The NIH Rapid Access to Intervention Development (RAID) program is relatively new and effective in the proper context. Among the RAID program functions is the synthesis of pharmaceuticals or their precursors which allow an academic synthesis and evaluation program to go forward rather than falter for lack of support at a critical moment. This program would be ideal to assist in the synthesis or evaluation of a new agent. However, the boron-10 enriched precursors, manufactured under GMP, are not commercially available and any synthesis work undertaken under RAID auspices would require beginning with boron-10 enriched boric acid and proceeding under GMP to the product. As pointed out above, this is not organic chemistry and the work involved is unique in the pharmaceutical field. The same situation arises in the possible evaluation of agents using RAID expertise since the performance milestones for boron target agents are quite different from those of traditional pharmaceuticals. The boron agent development community could make use of RAID if the necessity arose and cost effectiveness were evident.
Each research group pursuing the validation of new agents cannot independently devote resources to the synthesis of boron-10 enriched decaborane from enriched boric acid solely to fulfill its own needs. Since this is a relatively efficient task in the hands of experienced personnel, it follows that all synthesis-oriented research groups (including appropriate RAID projects) may benefit from the establishment of a medium scale GMP synthesis facility. A facility of this sort could provide moderately priced agents and agent precursors by building a stockpile of GMP boron-10 enriched reagents for general use. At present, no such facility exists.

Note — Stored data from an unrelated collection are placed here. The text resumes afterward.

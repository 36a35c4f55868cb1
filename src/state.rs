use sqlx::PgPool;

use crate::config::Config;

#[derive(Clone)]
pub struct AppState {
    pub pool: PgPool,
    pub config: Config,
}
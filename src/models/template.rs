use serde::{Deserialize, Serialize};
use sqlx::FromRow;
use utoipa::ToSchema;
use uuid::Uuid;
use validator::Validate;

#[derive(Debug, Clone, Serialize, Deserialize, FromRow, ToSchema)]
#[serde(rename_all = "camelCase")]
pub struct EmailTemplate {
    pub id: Uuid,
    pub name: String,
    pub subject: String,
    pub body: String,
    pub category: String,
}

#[derive(Debug, Deserialize, Validate, ToSchema)]
#[serde(rename_all = "camelCase")]
pub struct RenderTemplateRequest {
    #[validate(length(min = 1, message = "Text šablony nesmí být prázdný"))]
    pub text: String,
    pub building_id: Option<Uuid>,
    pub vote_id: Option<Uuid>,
    pub member_id: Option<Uuid>,
}

#[derive(Debug, Serialize, ToSchema)]
pub struct RenderTemplateResponse {
    pub text: String,
}

#[derive(Debug, Deserialize, ToSchema)]
#[serde(rename_all = "camelCase")]
pub struct InvitationRequest {
    pub template_id: Uuid,
    /// Prázdný seznam znamená všechny členy budovy.
    #[serde(default)]
    pub member_ids: Vec<Uuid>,
}

/// Vyplněná pozvánka připravená k odeslání.
#[derive(Debug, Clone, Serialize, PartialEq, Eq, ToSchema)]
#[serde(rename_all = "camelCase")]
pub struct RenderedInvitation {
    pub member_id: Uuid,
    pub recipient_email: String,
    pub recipient_name: String,
    pub subject: String,
    pub body: String,
}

Animal tumor models provide the means for the evaluation of boron compound biodistribution. Some NCT experiments can provide information about the degree of tumor cell kill, which may be an indirect measure of the boron distribution at the cellular level. Analytical techniques do exist that can detect boron in individual cells, for instance secondary-ion mass spectroscopy (SIMS). It is critical that animal experiments are carried out with tumor models that mimic the relevant properties of human tumors, and be coupled with analytical techniques of sufficient sensitivity to determine biodistribution.
The particular boron compound may influence the choice of an animal tumor if there is a biochemical basis for tumor selectivity. For example, a boronated melanin precursor analog would be screened in melanoma. Therefore because of the critical dependence of NCT effectiveness on the delivery of the compound, a bank of tumor models that differ in vascular density or in vascular supply would be very useful. Subcutaneous tumors are generally considered adequate for in vivo screening, whereas an orthotopic tumor model may be better for testing therapeutic gain under neutron irradiation conditions. The standard endpoints used in animal tumor model radiobiology such as tumor re-growth delay or cure probability are perfectly adequate for NCT investigations.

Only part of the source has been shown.